(Dataset entries)
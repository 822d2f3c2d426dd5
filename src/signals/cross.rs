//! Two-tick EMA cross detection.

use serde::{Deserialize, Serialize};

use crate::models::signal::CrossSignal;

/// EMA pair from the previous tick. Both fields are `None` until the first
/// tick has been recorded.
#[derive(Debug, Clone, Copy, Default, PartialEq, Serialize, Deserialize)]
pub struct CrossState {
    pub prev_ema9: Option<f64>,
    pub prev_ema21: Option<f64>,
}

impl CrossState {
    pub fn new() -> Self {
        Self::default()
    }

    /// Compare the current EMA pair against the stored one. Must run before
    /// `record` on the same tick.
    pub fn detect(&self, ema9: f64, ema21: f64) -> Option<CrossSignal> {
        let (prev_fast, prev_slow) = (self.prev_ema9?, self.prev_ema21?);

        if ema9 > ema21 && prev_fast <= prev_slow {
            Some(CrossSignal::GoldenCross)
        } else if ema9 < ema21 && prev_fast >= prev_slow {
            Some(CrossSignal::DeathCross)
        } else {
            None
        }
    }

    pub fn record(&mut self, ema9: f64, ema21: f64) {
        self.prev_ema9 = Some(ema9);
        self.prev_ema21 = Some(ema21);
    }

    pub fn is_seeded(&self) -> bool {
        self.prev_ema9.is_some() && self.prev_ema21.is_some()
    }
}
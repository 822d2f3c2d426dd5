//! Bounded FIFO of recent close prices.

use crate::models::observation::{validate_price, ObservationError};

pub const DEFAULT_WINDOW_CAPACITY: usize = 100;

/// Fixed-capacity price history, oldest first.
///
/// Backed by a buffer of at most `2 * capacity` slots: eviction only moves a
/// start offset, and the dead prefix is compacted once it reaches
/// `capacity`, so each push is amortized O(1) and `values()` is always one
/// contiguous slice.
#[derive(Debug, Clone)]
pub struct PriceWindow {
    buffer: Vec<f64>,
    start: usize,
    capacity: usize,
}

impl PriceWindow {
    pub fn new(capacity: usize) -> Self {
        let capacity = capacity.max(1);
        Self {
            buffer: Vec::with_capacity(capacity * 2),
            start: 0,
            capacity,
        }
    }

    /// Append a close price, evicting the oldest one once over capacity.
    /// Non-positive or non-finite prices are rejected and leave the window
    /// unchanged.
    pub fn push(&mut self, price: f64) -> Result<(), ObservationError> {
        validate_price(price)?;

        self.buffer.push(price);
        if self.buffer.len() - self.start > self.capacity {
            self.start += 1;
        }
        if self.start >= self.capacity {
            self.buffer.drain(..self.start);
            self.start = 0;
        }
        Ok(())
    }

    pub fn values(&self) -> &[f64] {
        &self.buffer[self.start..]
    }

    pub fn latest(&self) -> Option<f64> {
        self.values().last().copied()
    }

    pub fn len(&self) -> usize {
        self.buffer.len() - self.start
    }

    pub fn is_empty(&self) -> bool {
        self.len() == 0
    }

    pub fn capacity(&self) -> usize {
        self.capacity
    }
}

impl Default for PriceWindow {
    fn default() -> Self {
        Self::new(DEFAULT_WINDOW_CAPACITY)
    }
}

● WHAT IS BEING ASKED
Output consists of exactly the lines from the one containing "once it reaches" to the end of the records above, retyped without change and with nothing extra.

● SOLUTION TO THIS PROBLEM
/// start offset, and the dead prefix is compacted once it reaches
/// `capacity`, so each push is amortized O(1) and `values()` is always one
/// contiguous slice.
#[derive(Debug, Clone)]
pub struct PriceWindow {
    buffer: Vec<f64>,
    start: usize,
    capacity: usize,
}

impl PriceWindow {
    pub fn new(capacity: usize) -> Self {
        let capacity = capacity.max(1);
        Self {
            buffer: Vec::with_capacity(capacity * 2),
            start: 0,
            capacity,
        }
    }

    /// Append a close price, evicting the oldest one once over capacity.
    /// Non-positive or non-finite prices are rejected and leave the window
    /// unchanged.
    pub fn push(&mut self, price: f64) -> Result<(), ObservationError> {
        validate_price(price)?;

        self.buffer.push(price);
        if self.buffer.len() - self.start > self.capacity {
            self.start += 1;
        }
        if self.start >= self.capacity {
            self.buffer.drain(..self.start);
            self.start = 0;
        }
        Ok(())
    }

    pub fn values(&self) -> &[f64] {
        &self.buffer[self.start..]
    }

    pub fn latest(&self) -> Option<f64> {
        self.values().last().copied()
    }

    pub fn len(&self) -> usize {
        self.buffer.len() - self.start
    }

    pub fn is_empty(&self) -> bool {
        self.len() == 0
    }

    pub fn capacity(&self) -> usize {
        self.capacity
    }
}

impl Default for PriceWindow {
    fn default() -> Self {
        Self::new(DEFAULT_WINDOW_CAPACITY)
    }
}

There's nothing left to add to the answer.